_PROBLEM DESCRIPTION_.
Report the lines of the data below that contain the string "UninitializedFieldError".
---- RAW DATA
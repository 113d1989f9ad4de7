//! Configuration and fluent construction of [`PeriodicDelaunay`].
//!
//! [`PeriodicDelaunayConfig`] holds the construction-time settings and is
//! built with the derived [`PeriodicDelaunayConfigBuilder`], which validates
//! its input. [`PeriodicDelaunayBuilder`] wraps a config builder together with
//! an initial point slice and inserts the points on
//! [`build`](PeriodicDelaunayBuilder::build).
//!
//! # Examples
//!
//! ```rust
//! use periodic_delaunay::core::builder::PeriodicDelaunayConfig;
//!
//! let config = PeriodicDelaunayConfig::builder()
//!     .domain_size(64.0)
//!     .point_hint(500)
//!     .build()
//!     .unwrap();
//! assert_eq!(config.reduce_check_interval(), 1);
//! assert!(config.chunk_size().is_none());
//! ```
//!
//! ```rust
//! use periodic_delaunay::core::builder::PeriodicDelaunayBuilder;
//! use periodic_delaunay::geometry::point::Point2;
//!
//! let points = [
//!     Point2::new(1.0, 1.0),
//!     Point2::new(6.0, 2.0),
//!     Point2::new(3.0, 7.0),
//! ];
//! let dt = PeriodicDelaunayBuilder::new(10.0, &points).build().unwrap();
//! assert_eq!(dt.number_of_points(), 3);
//! ```

use crate::core::algorithms::incremental_insertion::InsertionError;
use crate::core::delaunay_triangulation::PeriodicDelaunay;
use crate::geometry::point::Point2;
use derive_builder::UninitializedFieldError;

// =============================================================================
// ERRORS
// =============================================================================

/// Invalid construction settings.
#[derive(Clone, Debug, thiserror::Error, PartialEq)]
#[non_exhaustive]
pub enum ConfigError {
    /// A required setting was not provided.
    #[error("Missing required setting `{field}`")]
    MissingField {
        /// Name of the setting.
        field: &'static str,
    },

    /// The domain side is not finite and positive.
    #[error("Invalid domain size {size}; expected a finite value > 0")]
    InvalidDomainSize {
        /// The rejected size.
        size: f64,
    },

    /// The chunk side is not finite and positive.
    #[error("Invalid chunk size {size}; expected a finite value > 0")]
    InvalidChunkSize {
        /// The rejected size.
        size: f64,
    },

    /// Reduction would never be attempted.
    #[error("Reduce check interval must be at least 1")]
    ZeroCheckInterval,
}

impl From<UninitializedFieldError> for ConfigError {
    fn from(err: UninitializedFieldError) -> Self {
        Self::MissingField {
            field: err.field_name(),
        }
    }
}

/// Failure while building a triangulation from a point slice.
#[derive(Clone, Debug, thiserror::Error, PartialEq)]
#[non_exhaustive]
pub enum PeriodicDelaunayBuildError {
    /// The settings were rejected.
    #[error("Invalid configuration: {0}")]
    Config(#[from] ConfigError),

    /// An input point could not be inserted.
    #[error("Failed to insert point {index}: {source}")]
    Insertion {
        /// Position of the point in the input slice.
        index: usize,
        /// Why it failed.
        source: InsertionError,
    },
}

// =============================================================================
// CONFIG
// =============================================================================

/// Construction-time settings of a [`PeriodicDelaunay`].
#[derive(Builder, Clone, Copy, Debug, PartialEq)]
#[builder(derive(Debug), build_fn(validate = "Self::validate", error = "ConfigError"))]
pub struct PeriodicDelaunayConfig {
    /// Side of the square fundamental domain.
    domain_size: f64,
    /// Expected number of points; presizes arenas and the chunk grid.
    #[builder(default)]
    point_hint: usize,
    /// Side of a spatial-index chunk. Derived from `point_hint` when unset.
    #[builder(default, setter(strip_option))]
    chunk_size: Option<f64>,
    /// Number of bootstrap insertions between reduction attempts.
    #[builder(default = "1")]
    reduce_check_interval: usize,
}

impl PeriodicDelaunayConfigBuilder {
    fn validate(&self) -> Result<(), ConfigError> {
        if let Some(size) = self.domain_size
            && !(size.is_finite() && size > 0.0)
        {
            return Err(ConfigError::InvalidDomainSize { size });
        }
        if let Some(Some(size)) = self.chunk_size
            && !(size.is_finite() && size > 0.0)
        {
            return Err(ConfigError::InvalidChunkSize { size });
        }
        if self.reduce_check_interval == Some(0) {
            return Err(ConfigError::ZeroCheckInterval);
        }
        Ok(())
    }
}

impl PeriodicDelaunayConfig {
    #[must_use]
    pub fn builder() -> PeriodicDelaunayConfigBuilder {
        PeriodicDelaunayConfigBuilder::default()
    }

    /// Config with default settings for a domain of side `domain_size`.
    ///
    /// # Errors
    ///
    /// Returns [`ConfigError::InvalidDomainSize`] if `domain_size` is not
    /// finite and positive.
    pub fn new(domain_size: f64) -> Result<Self, ConfigError> {
        Self::builder().domain_size(domain_size).build()
    }

    #[inline]
    #[must_use]
    pub const fn domain_size(&self) -> f64 {
        self.domain_size
    }

    #[inline]
    #[must_use]
    pub const fn point_hint(&self) -> usize {
        self.point_hint
    }

    #[inline]
    #[must_use]
    pub const fn chunk_size(&self) -> Option<f64> {
        self.chunk_size
    }

    #[inline]
    #[must_use]
    pub const fn reduce_check_interval(&self) -> usize {
        self.reduce_check_interval
    }
}

// =============================================================================
// TRIANGULATION BUILDER
// =============================================================================

/// Builds a [`PeriodicDelaunay`] from a slice of points.
///
/// The point hint defaults to the slice length.
#[derive(Clone, Debug)]
pub struct PeriodicDelaunayBuilder<'p> {
    points: &'p [Point2],
    config: PeriodicDelaunayConfigBuilder,
}

impl<'p> PeriodicDelaunayBuilder<'p> {
    #[must_use]
    pub fn new(domain_size: f64, points: &'p [Point2]) -> Self {
        let mut config = PeriodicDelaunayConfig::builder();
        config.domain_size(domain_size).point_hint(points.len());
        Self { points, config }
    }

    #[must_use]
    pub fn point_hint(mut self, hint: usize) -> Self {
        self.config.point_hint(hint);
        self
    }

    #[must_use]
    pub fn chunk_size(mut self, size: f64) -> Self {
        self.config.chunk_size(size);
        self
    }

    #[must_use]
    pub fn reduce_check_interval(mut self, interval: usize) -> Self {
        self.config.reduce_check_interval(interval);
        self
    }

    /// Validates the settings and inserts every point in order.
    ///
    /// # Errors
    ///
    /// Returns [`PeriodicDelaunayBuildError::Config`] for invalid settings and
    /// [`PeriodicDelaunayBuildError::Insertion`] for the first point that
    /// cannot be inserted.
    pub fn build(self) -> Result<PeriodicDelaunay, PeriodicDelaunayBuildError> {
        let config = self.config.build()?;
        let mut triangulation = PeriodicDelaunay::with_config(config)?;
        for (index, &point) in self.points.iter().enumerate() {
            triangulation
                .insert(point)
                .map_err(|source| PeriodicDelaunayBuildError::Insertion { index, source })?;
        }
        Ok(triangulation)
    }
}
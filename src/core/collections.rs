//! Collection types used throughout the mesh.
//!
//! Hash maps use the Fx hasher (fast, non-cryptographic), small per-entity
//! adjacency lists use [`SmallBuffer`], and entity storage uses slotmap arenas
//! so keys stay stable across unrelated insertions and removals.

mod aliases;
mod buffers;
pub mod chunk_grid;
mod helpers;

pub use aliases::*;
pub use buffers::*;
pub use chunk_grid::ChunkGrid;
pub use helpers::*;
// =============================================================================
// TRIANGULATION
// =============================================================================

/// Incremental Delaunay triangulation of a point set on a square torus.
#[derive(Clone, Debug)]
pub struct PeriodicDelaunay {
    config: PeriodicDelaunayConfig,
    state: GridState,
    insertions_since_check: usize,
    /// Set once the point count outgrows triangle signatures; the grid can
    /// never be folded after that.
    signature_overflow: bool,
}
//! Type aliases for the hashing and storage backends.

use rustc_hash::{FxBuildHasher, FxHashMap, FxHashSet};
use slotmap::{SecondaryMap, SlotMap};
use smallvec::SmallVec;

// =============================================================================
// STORAGE BACKEND
// =============================================================================

/// Arena used for points, edges and triangles.
///
/// Removed slots go on a free list and are reused by later insertions; the
/// version counter inside each key makes stale keys detectable.
pub type StorageMap<K, V> = SlotMap<K, V>;

/// Side table keyed by arena keys.
pub type KeyedMap<K, V> = SecondaryMap<K, V>;

// =============================================================================
// CORE OPTIMIZED TYPES
// =============================================================================

pub type FastHashMap<K, V> = FxHashMap<K, V>;

pub type FastBuildHasher = FxBuildHasher;

pub type FastHashSet<T> = FxHashSet<T>;

/// Stack-allocated buffer that spills to the heap past `N` elements.
pub type SmallBuffer<T, const N: usize> = SmallVec<[T; N]>;
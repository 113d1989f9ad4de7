//! Constructors for the Fx-hashed collections.

use super::{FastBuildHasher, FastHashMap, FastHashSet};

// =============================================================================
// UTILITY FUNCTIONS
// =============================================================================

#[inline]
#[must_use]
pub fn fast_hash_map_with_capacity<K, V>(capacity: usize) -> FastHashMap<K, V> {
    FastHashMap::with_capacity_and_hasher(capacity, FastBuildHasher::default())
}

#[inline]
#[must_use]
pub fn fast_hash_set_with_capacity<T>(capacity: usize) -> FastHashSet<T> {
    FastHashSet::with_capacity_and_hasher(capacity, FastBuildHasher::default())
}

#[cfg(test)]
mod tests {
    use super::*;

    #[test]
    fn test_capacity_helpers() {
        let map = fast_hash_map_with_capacity::<u64, usize>(100);
        assert!(map.capacity() >= 100);

        let set = fast_hash_set_with_capacity::<u64>(50);
        assert!(set.capacity() >= 50);
    }
}
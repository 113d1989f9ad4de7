//! Brute-force checks of the empty-circumcircle property on small random sets.
//!
//! Every triangle's circumcircle is compared against the periodic images of
//! every other point. Most sets are stratified so no two points are closer
//! than a fraction of the cell size; the uniform sets have no such spacing.

use approx::assert_relative_eq;
use periodic_delaunay::prelude::*;
use rand::{Rng, SeedableRng, rngs::StdRng};

const SIZE: f64 = 10.0;

/// One random point per cell of an `n × n` grid.
fn stratified(seed: u64, n: i32) -> Vec<Point2> {
    let mut rng = StdRng::seed_from_u64(seed);
    let step = SIZE / f64::from(n);
    let mut points = Vec::new();
    for j in 0..n {
        for i in 0..n {
            let dx: f64 = rng.random_range(0.15..0.85);
            let dy: f64 = rng.random_range(0.15..0.85);
            points.push(Point2::new(
                (f64::from(i) + dx) * step,
                (f64::from(j) + dy) * step,
            ));
        }
    }
    points
}

/// `count` points drawn uniformly from the whole domain.
fn uniform(seed: u64, count: usize) -> Vec<Point2> {
    let mut rng = StdRng::seed_from_u64(seed);
    (0..count)
        .map(|_| Point2::new(rng.random_range(0.0..SIZE), rng.random_range(0.0..SIZE)))
        .collect()
}

/// Reports every `(triangle, point)` pair whose nearest image lies strictly
/// inside the circumcircle.
fn violations(mesh: &PeriodicMesh) -> Vec<(TriangleKey, PointKey)> {
    let space = ToroidalSpace::new(mesh.domain_size()).unwrap();
    let mut found = Vec::new();
    for (key, triangle) in mesh.triangles() {
        let [a, b, c] = mesh.triangle_positions(triangle, ChunkOffset::ZERO);
        let (center, radius2) = circumcircle(a, b, c).unwrap();
        assert!(
            radius2.sqrt() < 0.5 * mesh.domain_size(),
            "circumcircle too large for a nearest-image test"
        );
        for (point, data) in mesh.points() {
            if triangle.contains_point(point) {
                continue;
            }
            let d2 = space.distance_squared(center, data.position());
            if d2 < radius2 * (1.0 - 1e-9) {
                found.push((key, point));
            }
        }
    }
    found
}

#[test]
fn test_random_sets_are_delaunay() {
    for seed in [7_u64, 42, 1234, 9001] {
        let points = stratified(seed, 5);
        let mut dt = PeriodicDelaunay::new(SIZE, points.len());
        for &pos in &points {
            dt.insert(pos).unwrap();
        }
        assert!(dt.is_reduced(), "seed {seed} did not reduce");
        dt.is_valid().unwrap();

        let mesh = dt.grid();
        assert_eq!(mesh.number_of_triangles(), 2 * points.len());
        assert!(
            violations(mesh).is_empty(),
            "seed {seed}: {:?}",
            violations(mesh)
        );
        assert!(find_delaunay_violations(mesh, DEFAULT_DELAUNAY_TOLERANCE).is_empty());
    }
}

#[test]
fn test_every_prefix_is_delaunay() {
    let points = stratified(2024, 4);
    let mut dt = PeriodicDelaunay::new(SIZE, points.len());
    for (count, &pos) in points.iter().enumerate() {
        dt.insert(pos).unwrap();
        assert!(
            find_delaunay_violations(dt.grid(), DEFAULT_DELAUNAY_TOLERANCE).is_empty(),
            "violation after {} points",
            count + 1
        );
    }
}

#[test]
fn test_insertion_order_does_not_matter_for_counts() {
    let mut points = stratified(77, 5);
    let forward = PeriodicDelaunayBuilder::new(SIZE, &points).build().unwrap();
    points.reverse();
    let backward = PeriodicDelaunayBuilder::new(SIZE, &points).build().unwrap();

    assert!(forward.is_reduced() && backward.is_reduced());
    assert_eq!(
        forward.grid().number_of_edges(),
        backward.grid().number_of_edges()
    );
    // Both are the unique Delaunay triangulation of a generic set.
    let lengths = |dt: &PeriodicDelaunay| {
        let mut l: Vec<f64> = dt
            .grid()
            .edges()
            .map(|(key, _)| dt.grid().edge_view(key).length())
            .collect();
        l.sort_by(f64::total_cmp);
        l
    };
    let (a, b) = (lengths(&forward), lengths(&backward));
    for (x, y) in a.iter().zip(&b) {
        assert_relative_eq!(*x, *y, epsilon = 1e-9);
    }
}

#[test]
fn test_uniform_random_sets_are_delaunay() {
    for seed in 0_u64..40 {
        let points = uniform(seed, 30);
        let mut dt = PeriodicDelaunay::new(SIZE, points.len());
        for (count, &pos) in points.iter().enumerate() {
            dt.insert(pos)
                .unwrap_or_else(|err| panic!("seed {seed}, point {count}: {err}"));
        }
        dt.is_valid().unwrap();

        let found = find_delaunay_violations(dt.grid(), DEFAULT_DELAUNAY_TOLERANCE);
        assert!(
            found.is_empty(),
            "seed {seed} (reduced: {}): {found:?}",
            dt.is_reduced()
        );
    }
}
--------
_SOLUTION FOR THIS EXERCISE_.
use derive_builder::UninitializedFieldError;
impl From<UninitializedFieldError> for ConfigError {
    fn from(err: UninitializedFieldError) -> Self {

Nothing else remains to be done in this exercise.